Exercise brief
Every line below that contains "QuotaHandle" is to be copied.

Data entries
————————

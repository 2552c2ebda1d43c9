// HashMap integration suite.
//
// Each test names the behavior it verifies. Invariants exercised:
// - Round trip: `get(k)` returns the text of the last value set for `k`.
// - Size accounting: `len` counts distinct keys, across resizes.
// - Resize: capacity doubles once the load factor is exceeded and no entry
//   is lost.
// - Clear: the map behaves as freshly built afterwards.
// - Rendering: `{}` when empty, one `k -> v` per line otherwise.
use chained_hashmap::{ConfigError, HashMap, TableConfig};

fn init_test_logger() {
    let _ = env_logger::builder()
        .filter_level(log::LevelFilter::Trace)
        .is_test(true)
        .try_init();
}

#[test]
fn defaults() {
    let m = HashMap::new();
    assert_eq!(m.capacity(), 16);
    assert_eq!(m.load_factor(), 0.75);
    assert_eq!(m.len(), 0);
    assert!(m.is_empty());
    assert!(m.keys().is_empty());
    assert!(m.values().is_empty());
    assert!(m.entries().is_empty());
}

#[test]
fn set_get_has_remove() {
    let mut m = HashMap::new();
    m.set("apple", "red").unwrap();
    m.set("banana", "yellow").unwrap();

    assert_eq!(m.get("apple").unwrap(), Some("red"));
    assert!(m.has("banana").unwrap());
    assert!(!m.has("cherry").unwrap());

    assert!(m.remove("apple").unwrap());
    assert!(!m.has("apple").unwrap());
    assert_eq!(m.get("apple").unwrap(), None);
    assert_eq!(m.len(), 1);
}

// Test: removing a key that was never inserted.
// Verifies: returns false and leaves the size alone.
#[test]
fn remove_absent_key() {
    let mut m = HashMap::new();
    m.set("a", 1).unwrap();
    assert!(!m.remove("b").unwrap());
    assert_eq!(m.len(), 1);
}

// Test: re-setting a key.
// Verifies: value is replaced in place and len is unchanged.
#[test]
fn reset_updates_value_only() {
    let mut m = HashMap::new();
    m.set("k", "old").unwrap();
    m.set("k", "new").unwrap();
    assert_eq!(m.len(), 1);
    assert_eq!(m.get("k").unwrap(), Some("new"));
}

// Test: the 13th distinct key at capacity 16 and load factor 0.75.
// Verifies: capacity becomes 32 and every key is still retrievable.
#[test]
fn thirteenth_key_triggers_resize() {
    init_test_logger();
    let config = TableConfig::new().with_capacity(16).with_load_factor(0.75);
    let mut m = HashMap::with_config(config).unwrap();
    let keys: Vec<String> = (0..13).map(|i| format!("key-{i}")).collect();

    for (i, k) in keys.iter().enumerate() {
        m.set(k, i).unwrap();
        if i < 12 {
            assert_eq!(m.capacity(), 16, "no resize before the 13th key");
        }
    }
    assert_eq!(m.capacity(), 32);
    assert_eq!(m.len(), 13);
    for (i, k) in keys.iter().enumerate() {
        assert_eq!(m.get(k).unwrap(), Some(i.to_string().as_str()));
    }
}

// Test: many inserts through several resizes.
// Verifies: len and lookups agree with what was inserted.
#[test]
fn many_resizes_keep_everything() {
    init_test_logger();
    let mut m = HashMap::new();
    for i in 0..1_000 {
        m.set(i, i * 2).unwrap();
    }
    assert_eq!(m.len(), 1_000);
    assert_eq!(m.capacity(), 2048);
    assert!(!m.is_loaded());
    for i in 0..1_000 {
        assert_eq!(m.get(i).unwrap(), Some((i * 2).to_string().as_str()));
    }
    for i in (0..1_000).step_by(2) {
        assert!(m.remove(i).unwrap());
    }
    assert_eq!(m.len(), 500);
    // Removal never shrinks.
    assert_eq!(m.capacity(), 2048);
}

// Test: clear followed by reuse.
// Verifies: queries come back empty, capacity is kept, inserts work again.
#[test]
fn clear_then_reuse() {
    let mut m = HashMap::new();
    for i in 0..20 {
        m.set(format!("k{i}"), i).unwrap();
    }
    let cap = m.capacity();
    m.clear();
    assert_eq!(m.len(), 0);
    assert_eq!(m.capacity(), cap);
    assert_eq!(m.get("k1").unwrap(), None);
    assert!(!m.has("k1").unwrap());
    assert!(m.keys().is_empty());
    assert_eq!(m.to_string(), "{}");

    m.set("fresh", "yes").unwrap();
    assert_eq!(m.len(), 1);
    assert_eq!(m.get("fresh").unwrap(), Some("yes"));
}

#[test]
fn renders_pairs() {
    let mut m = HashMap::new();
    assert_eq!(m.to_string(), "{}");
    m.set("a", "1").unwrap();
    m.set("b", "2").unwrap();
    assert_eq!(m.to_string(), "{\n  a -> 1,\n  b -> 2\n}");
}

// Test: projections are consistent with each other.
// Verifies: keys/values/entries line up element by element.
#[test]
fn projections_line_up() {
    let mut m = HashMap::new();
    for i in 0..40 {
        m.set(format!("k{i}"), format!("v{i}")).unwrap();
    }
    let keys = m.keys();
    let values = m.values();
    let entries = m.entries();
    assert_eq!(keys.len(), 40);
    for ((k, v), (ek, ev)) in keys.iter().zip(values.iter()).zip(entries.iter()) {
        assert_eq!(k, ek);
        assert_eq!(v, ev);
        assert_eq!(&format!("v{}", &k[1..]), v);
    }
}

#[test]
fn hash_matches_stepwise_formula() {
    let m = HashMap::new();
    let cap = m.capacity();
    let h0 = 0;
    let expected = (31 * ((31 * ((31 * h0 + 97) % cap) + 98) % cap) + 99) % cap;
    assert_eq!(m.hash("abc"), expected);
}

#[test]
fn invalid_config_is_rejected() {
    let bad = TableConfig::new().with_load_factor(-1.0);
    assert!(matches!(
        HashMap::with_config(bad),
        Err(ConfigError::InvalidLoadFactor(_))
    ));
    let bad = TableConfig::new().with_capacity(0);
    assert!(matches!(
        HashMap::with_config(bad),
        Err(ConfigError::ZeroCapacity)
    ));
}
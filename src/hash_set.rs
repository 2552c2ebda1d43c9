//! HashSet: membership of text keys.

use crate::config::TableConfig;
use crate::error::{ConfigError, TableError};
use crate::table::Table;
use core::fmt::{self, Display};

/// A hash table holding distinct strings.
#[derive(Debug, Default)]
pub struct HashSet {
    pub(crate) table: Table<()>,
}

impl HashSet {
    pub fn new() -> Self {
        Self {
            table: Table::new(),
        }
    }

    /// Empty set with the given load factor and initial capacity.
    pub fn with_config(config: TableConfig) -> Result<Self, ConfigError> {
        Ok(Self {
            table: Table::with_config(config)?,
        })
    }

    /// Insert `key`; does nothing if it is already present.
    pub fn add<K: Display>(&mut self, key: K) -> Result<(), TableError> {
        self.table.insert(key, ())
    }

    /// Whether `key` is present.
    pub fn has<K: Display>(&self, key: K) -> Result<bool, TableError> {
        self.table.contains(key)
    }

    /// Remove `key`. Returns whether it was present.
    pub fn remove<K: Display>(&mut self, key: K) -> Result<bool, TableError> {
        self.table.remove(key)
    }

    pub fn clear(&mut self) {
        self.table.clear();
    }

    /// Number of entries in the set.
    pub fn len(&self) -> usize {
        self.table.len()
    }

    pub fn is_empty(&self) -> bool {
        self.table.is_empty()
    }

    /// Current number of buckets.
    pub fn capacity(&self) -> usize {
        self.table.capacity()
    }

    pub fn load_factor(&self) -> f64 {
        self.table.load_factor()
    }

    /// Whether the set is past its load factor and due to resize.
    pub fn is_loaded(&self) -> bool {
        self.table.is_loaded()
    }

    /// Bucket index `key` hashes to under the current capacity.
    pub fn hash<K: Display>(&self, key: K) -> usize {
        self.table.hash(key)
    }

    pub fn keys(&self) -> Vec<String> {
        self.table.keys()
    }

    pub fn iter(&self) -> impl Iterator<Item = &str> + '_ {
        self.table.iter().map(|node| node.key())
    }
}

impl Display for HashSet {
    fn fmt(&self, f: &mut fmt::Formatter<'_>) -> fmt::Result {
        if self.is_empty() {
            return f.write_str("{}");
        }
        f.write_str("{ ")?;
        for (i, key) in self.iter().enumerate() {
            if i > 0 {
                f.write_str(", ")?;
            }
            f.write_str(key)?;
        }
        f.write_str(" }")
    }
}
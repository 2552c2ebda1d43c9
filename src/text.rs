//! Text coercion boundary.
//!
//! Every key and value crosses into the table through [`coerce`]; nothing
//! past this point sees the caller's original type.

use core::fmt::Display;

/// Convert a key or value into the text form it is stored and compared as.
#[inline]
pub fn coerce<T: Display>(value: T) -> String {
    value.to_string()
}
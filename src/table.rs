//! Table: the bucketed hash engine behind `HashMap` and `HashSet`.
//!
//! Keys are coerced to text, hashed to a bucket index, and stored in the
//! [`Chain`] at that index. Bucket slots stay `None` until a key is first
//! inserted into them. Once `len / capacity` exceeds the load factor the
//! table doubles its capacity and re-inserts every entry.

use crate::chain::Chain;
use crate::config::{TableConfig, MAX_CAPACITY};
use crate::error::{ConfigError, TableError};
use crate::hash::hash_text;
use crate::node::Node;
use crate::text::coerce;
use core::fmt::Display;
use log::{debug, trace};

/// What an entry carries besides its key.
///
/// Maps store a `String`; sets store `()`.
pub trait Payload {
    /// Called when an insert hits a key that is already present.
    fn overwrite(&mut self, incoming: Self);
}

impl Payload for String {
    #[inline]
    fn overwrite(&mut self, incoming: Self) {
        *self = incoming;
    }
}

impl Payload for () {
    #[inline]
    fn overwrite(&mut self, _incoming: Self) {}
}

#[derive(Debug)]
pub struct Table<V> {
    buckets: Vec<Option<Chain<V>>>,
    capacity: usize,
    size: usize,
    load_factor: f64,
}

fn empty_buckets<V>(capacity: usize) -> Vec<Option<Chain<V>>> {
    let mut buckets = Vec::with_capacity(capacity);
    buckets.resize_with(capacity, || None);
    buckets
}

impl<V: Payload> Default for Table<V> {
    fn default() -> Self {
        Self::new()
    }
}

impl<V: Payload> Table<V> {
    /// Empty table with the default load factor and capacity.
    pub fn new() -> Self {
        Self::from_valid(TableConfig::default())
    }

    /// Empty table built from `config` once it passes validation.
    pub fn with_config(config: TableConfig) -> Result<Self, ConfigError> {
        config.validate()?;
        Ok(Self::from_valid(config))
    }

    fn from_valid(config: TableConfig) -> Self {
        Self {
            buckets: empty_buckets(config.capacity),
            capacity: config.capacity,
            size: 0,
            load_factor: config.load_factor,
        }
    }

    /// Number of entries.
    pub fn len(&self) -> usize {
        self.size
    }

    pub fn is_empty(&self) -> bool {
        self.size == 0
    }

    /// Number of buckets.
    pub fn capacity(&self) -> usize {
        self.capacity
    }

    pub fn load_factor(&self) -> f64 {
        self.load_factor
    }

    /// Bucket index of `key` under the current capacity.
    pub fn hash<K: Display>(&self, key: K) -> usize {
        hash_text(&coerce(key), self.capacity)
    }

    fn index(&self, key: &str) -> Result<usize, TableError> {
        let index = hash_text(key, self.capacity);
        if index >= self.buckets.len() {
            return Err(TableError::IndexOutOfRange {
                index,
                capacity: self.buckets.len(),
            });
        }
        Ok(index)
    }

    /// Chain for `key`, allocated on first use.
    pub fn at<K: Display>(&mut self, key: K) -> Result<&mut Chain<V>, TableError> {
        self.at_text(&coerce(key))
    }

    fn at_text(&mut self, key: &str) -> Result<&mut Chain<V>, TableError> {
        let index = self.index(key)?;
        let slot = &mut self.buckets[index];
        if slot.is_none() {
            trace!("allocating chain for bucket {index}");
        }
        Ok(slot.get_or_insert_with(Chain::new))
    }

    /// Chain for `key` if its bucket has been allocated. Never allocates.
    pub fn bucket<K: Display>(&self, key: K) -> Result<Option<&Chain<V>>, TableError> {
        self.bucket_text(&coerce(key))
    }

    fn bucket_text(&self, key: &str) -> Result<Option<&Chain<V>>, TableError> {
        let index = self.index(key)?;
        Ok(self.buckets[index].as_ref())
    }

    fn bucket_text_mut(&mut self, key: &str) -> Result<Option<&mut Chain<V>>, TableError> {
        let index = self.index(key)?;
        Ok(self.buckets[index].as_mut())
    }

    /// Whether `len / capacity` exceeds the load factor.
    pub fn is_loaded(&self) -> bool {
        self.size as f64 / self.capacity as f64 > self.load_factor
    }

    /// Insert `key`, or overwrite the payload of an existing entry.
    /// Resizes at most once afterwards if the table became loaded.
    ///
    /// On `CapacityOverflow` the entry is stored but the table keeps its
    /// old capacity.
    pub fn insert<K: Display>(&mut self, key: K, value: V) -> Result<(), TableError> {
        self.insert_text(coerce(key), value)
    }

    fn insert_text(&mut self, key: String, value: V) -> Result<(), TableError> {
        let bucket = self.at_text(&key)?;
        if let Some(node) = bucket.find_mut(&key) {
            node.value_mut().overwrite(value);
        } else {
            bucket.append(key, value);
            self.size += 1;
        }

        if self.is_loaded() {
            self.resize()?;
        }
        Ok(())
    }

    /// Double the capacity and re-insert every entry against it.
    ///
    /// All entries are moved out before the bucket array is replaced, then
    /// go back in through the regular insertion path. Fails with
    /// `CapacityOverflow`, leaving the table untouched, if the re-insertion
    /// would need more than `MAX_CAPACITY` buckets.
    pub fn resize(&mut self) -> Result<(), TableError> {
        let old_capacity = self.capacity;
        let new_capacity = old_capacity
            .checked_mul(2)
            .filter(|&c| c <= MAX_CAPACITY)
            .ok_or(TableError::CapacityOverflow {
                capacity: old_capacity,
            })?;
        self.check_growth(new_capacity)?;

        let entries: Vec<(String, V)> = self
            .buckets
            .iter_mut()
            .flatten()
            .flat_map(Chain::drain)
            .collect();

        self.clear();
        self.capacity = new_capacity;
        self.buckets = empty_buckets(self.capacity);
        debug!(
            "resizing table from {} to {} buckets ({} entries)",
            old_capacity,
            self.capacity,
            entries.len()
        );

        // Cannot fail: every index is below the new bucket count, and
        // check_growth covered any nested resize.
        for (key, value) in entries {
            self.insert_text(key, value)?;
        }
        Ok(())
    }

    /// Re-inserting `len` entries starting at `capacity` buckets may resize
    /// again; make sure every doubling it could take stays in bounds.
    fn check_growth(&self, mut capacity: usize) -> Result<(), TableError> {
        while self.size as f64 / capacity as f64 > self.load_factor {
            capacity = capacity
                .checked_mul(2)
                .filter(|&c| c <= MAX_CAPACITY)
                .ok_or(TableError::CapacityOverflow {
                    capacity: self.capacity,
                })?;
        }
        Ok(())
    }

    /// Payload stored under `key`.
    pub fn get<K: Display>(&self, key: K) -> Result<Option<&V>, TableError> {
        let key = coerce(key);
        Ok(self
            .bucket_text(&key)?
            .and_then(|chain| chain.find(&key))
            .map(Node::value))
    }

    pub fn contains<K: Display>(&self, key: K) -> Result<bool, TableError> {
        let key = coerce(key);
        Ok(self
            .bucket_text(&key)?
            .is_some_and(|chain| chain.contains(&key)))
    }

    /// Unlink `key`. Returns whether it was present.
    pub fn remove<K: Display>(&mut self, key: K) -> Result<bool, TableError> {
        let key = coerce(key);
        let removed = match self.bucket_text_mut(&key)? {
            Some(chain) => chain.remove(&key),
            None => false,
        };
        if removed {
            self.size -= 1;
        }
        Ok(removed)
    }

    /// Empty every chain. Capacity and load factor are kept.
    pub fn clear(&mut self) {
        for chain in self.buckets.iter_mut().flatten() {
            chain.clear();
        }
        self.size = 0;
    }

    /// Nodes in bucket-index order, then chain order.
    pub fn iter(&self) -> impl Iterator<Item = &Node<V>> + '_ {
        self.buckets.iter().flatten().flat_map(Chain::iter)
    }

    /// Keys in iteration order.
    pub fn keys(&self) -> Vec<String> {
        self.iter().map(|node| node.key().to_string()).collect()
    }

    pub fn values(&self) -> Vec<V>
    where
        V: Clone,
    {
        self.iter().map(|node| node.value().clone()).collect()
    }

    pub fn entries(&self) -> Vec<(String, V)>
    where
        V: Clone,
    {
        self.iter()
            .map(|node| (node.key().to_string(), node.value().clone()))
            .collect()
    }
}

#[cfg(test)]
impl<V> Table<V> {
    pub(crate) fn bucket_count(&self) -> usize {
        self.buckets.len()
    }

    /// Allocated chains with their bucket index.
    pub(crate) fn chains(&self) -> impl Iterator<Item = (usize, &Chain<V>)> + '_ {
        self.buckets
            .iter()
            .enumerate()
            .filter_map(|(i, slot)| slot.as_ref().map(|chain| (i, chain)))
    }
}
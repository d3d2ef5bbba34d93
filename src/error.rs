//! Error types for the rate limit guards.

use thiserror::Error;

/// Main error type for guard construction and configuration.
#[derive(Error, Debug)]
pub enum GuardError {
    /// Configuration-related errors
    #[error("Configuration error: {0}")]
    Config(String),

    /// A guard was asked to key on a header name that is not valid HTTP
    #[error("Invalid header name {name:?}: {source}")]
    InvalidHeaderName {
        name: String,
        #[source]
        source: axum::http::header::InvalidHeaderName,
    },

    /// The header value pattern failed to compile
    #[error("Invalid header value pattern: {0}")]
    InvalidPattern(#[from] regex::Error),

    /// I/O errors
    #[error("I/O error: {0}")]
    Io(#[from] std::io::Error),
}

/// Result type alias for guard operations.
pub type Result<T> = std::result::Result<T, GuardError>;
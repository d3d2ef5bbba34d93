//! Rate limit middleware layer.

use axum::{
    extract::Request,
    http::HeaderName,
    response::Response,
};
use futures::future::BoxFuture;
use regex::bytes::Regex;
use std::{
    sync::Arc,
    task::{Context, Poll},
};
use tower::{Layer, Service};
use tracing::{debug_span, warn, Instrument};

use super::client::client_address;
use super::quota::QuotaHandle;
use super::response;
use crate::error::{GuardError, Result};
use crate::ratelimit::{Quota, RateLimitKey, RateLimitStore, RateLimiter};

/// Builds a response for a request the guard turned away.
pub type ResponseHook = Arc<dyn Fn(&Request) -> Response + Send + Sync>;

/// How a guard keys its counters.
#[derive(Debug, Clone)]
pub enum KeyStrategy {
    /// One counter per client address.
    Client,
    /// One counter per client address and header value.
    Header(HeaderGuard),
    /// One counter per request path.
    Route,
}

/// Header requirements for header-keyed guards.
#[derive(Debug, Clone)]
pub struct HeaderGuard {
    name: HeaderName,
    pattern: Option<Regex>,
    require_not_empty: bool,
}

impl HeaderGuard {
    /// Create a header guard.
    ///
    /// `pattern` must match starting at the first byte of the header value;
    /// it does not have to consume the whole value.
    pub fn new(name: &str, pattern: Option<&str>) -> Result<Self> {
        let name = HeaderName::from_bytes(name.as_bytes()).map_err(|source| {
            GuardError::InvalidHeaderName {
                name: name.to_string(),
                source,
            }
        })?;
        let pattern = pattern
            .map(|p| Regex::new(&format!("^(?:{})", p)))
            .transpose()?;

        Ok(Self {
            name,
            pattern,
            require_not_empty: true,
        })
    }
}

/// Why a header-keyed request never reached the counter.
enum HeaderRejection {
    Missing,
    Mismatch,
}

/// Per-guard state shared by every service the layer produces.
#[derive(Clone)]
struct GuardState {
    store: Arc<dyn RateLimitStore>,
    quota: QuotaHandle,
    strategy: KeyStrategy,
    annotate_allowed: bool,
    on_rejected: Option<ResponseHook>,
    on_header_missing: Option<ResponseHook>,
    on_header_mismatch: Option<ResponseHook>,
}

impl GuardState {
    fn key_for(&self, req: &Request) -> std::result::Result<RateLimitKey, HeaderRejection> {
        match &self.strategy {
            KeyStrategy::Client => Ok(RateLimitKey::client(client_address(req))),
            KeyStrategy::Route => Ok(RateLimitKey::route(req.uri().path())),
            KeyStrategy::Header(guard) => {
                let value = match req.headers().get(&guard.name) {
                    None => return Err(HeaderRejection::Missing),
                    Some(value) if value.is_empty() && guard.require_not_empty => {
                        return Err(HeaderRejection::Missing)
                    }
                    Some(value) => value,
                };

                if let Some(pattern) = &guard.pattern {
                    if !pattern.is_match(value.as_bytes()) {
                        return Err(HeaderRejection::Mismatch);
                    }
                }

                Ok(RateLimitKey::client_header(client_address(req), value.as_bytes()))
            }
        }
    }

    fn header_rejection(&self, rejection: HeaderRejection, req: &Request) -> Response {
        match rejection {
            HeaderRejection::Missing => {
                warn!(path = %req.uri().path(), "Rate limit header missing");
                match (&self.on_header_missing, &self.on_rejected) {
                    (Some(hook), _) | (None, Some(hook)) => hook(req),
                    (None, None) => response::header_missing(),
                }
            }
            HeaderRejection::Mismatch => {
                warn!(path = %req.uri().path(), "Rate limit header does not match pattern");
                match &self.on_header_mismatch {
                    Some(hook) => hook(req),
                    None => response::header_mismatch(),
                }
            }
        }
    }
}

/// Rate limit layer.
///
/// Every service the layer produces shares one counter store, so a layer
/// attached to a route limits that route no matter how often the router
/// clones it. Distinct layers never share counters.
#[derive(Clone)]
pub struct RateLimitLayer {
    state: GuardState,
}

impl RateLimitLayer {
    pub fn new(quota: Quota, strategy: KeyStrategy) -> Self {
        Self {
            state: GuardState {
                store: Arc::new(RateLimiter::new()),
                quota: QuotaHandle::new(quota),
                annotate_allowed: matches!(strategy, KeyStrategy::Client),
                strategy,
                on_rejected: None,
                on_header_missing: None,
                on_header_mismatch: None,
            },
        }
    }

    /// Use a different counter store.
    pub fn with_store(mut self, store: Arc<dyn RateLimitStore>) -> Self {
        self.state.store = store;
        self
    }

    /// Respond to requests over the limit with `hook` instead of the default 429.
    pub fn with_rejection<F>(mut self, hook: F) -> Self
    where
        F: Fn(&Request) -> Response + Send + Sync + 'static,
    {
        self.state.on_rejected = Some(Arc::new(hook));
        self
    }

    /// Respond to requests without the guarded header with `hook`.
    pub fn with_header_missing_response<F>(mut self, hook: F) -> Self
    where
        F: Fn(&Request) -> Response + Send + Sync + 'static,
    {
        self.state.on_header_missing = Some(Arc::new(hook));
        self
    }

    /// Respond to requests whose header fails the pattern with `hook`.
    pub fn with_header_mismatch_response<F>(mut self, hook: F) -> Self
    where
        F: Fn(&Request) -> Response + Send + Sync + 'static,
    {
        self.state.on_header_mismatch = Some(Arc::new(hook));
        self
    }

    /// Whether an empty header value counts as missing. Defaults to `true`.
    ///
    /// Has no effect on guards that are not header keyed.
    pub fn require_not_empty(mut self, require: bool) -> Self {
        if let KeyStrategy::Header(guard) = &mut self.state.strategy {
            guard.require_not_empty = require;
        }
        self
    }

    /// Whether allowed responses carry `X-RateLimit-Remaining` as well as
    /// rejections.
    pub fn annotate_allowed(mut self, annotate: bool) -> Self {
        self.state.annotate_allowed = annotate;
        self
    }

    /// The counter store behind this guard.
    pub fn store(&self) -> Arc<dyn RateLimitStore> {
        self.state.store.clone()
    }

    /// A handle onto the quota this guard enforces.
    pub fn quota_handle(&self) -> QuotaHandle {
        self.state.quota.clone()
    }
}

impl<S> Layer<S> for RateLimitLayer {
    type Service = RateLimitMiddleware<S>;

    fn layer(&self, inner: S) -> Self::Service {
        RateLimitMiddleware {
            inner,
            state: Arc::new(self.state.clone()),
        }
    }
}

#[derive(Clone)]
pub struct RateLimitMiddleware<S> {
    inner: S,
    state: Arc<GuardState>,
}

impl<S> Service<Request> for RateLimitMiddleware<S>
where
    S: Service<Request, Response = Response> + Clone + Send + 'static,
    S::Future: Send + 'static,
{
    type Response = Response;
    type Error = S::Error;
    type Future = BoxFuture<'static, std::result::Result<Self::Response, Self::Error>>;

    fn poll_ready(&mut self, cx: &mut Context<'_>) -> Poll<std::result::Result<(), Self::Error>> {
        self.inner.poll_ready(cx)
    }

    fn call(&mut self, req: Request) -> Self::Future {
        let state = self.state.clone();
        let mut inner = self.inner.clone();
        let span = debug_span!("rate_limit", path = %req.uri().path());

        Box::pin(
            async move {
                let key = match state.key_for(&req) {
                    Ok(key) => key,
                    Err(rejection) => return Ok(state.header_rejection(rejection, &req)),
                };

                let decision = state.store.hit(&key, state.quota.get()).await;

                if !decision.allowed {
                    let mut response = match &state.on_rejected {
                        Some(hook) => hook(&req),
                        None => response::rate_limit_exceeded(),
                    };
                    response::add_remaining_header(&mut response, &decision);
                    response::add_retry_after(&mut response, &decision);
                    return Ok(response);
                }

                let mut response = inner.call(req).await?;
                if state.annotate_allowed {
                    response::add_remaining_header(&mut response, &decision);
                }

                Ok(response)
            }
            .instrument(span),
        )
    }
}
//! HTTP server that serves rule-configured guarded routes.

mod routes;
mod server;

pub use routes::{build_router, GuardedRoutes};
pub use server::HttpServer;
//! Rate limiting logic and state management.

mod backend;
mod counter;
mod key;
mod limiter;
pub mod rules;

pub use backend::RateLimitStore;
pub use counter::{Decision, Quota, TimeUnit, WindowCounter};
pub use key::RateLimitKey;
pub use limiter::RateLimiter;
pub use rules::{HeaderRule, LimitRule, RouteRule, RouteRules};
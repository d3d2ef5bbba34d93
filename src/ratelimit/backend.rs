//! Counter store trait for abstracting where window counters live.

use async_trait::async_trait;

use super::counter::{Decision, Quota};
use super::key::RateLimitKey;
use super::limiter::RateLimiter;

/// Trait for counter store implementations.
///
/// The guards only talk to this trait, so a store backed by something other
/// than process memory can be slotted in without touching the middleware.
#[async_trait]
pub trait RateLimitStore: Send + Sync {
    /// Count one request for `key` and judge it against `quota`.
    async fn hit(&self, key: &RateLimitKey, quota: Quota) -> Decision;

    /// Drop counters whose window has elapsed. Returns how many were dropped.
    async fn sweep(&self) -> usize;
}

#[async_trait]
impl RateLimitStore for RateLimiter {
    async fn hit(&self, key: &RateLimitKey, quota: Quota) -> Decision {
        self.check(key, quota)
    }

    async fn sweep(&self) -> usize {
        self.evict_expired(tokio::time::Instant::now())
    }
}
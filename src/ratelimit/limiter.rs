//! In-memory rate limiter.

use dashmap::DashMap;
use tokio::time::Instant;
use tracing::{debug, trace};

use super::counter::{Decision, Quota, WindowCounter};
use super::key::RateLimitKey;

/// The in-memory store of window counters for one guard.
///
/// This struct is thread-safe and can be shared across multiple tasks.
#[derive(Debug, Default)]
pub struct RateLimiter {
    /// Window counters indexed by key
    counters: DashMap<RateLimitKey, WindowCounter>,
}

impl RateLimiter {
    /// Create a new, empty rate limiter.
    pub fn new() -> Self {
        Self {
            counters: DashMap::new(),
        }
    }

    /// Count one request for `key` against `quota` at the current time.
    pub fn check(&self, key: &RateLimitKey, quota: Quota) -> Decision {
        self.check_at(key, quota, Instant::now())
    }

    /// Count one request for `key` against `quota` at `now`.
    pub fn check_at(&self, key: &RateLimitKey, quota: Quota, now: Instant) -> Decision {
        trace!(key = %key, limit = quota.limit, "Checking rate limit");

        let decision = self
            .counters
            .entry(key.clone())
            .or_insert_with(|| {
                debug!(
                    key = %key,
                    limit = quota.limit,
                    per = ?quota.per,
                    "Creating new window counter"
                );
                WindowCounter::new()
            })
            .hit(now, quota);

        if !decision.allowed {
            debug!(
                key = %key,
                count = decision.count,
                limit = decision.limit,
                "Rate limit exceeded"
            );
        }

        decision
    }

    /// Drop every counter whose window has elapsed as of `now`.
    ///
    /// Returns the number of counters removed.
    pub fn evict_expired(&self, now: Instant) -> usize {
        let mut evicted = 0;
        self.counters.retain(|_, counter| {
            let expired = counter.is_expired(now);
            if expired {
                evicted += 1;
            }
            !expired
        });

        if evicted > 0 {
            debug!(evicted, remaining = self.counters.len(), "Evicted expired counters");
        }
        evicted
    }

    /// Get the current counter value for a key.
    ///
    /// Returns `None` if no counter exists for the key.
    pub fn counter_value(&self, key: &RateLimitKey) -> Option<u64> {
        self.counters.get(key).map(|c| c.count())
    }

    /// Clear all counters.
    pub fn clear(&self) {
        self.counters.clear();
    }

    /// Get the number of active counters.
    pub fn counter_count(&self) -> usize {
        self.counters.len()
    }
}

————————

Exercise answer
use super::quota::QuotaHandle;
    quota: QuotaHandle,
                quota: QuotaHandle::new(quota),
    pub fn quota_handle(&self) -> QuotaHandle {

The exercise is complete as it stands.